#### RECORDS SHOWN
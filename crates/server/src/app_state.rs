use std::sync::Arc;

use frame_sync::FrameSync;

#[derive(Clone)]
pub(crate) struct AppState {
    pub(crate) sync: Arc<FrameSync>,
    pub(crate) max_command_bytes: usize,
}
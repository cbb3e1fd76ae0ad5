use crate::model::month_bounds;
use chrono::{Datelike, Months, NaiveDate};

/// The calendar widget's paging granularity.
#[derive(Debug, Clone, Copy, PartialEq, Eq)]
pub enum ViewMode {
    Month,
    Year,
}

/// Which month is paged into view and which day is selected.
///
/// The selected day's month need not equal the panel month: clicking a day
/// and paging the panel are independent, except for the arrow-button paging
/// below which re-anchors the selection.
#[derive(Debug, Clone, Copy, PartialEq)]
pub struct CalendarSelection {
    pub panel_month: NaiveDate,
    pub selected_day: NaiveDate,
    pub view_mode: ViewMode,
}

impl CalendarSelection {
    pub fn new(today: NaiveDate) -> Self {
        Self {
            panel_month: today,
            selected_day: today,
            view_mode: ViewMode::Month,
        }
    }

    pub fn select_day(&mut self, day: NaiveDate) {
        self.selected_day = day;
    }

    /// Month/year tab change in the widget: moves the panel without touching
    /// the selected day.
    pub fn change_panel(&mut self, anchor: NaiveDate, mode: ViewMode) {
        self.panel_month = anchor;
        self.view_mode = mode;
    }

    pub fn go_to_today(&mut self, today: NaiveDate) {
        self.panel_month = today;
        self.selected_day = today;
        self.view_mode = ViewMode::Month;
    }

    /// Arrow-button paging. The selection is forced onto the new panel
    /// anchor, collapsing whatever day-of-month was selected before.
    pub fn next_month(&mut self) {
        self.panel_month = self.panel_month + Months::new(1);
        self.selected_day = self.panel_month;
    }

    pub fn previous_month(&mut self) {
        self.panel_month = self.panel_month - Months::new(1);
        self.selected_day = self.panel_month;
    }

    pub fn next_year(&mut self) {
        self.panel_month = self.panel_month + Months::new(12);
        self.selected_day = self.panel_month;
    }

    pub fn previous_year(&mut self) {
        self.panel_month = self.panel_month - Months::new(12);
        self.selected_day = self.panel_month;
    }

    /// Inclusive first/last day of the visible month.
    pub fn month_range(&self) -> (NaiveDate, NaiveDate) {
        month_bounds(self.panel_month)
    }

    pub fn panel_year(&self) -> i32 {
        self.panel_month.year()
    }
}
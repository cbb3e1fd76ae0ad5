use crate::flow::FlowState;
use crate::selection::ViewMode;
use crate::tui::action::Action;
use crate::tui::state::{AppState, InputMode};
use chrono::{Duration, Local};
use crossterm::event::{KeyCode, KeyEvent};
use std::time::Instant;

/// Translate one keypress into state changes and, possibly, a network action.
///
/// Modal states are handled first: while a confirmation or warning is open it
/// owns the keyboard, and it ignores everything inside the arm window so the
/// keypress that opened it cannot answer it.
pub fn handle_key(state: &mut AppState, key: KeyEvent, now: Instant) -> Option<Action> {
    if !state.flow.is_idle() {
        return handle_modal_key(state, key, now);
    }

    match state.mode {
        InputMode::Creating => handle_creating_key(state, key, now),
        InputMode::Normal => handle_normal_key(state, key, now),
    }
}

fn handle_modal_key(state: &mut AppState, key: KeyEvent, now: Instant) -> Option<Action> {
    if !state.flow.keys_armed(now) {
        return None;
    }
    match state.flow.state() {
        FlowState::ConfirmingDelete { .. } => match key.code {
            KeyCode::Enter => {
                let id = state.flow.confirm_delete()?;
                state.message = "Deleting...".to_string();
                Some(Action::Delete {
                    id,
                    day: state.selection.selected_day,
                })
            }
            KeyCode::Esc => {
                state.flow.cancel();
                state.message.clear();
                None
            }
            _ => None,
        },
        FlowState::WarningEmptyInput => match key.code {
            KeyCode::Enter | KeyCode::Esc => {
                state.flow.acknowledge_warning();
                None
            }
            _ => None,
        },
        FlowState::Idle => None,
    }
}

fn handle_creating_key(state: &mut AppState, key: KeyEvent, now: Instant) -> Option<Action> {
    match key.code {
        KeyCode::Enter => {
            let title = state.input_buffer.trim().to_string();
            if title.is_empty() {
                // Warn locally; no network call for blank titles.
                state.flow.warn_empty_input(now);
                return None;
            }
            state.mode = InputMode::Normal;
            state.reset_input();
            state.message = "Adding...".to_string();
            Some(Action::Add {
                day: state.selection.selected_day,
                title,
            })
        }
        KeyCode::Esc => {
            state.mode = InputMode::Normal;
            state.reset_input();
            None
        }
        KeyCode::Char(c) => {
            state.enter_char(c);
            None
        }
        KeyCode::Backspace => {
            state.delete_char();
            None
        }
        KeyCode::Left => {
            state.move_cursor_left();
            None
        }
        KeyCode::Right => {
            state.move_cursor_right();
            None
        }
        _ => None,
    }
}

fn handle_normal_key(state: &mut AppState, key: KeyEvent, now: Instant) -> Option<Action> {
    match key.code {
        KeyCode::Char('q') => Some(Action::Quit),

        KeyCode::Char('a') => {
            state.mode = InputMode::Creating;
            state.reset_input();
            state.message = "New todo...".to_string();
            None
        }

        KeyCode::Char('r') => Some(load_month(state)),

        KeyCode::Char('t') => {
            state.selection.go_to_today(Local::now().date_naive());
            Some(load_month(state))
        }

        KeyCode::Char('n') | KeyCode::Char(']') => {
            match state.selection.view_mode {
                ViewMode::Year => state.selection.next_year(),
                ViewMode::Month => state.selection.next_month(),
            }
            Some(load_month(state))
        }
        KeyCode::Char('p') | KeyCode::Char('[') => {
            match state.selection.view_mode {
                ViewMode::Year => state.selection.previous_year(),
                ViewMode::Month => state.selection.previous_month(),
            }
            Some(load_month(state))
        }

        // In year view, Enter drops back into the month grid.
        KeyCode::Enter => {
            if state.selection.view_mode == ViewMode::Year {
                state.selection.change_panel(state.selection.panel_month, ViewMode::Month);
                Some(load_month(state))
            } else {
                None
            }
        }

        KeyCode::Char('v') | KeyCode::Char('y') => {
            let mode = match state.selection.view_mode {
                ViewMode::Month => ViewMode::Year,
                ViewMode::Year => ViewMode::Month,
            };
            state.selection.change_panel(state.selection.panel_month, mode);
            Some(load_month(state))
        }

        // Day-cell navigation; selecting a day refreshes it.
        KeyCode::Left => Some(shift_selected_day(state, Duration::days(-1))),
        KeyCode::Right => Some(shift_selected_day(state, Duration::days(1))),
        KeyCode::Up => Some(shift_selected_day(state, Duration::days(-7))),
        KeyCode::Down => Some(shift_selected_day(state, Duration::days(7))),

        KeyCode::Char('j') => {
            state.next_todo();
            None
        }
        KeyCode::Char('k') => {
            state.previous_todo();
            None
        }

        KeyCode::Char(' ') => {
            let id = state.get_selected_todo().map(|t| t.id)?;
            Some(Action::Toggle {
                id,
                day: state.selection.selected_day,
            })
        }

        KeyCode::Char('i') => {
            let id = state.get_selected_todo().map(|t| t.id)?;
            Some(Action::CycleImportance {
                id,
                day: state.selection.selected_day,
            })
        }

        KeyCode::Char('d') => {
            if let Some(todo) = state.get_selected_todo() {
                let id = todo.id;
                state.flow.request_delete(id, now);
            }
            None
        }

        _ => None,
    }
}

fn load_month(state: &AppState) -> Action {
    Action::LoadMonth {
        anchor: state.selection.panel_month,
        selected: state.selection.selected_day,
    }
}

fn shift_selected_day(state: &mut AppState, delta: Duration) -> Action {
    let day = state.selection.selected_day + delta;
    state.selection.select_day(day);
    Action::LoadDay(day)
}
########
WHAT THE TASK REQUIRES:
Please provide the number of lines in the listing above that contain the word "Months", and nothing further.

ANSWER SECTION:
5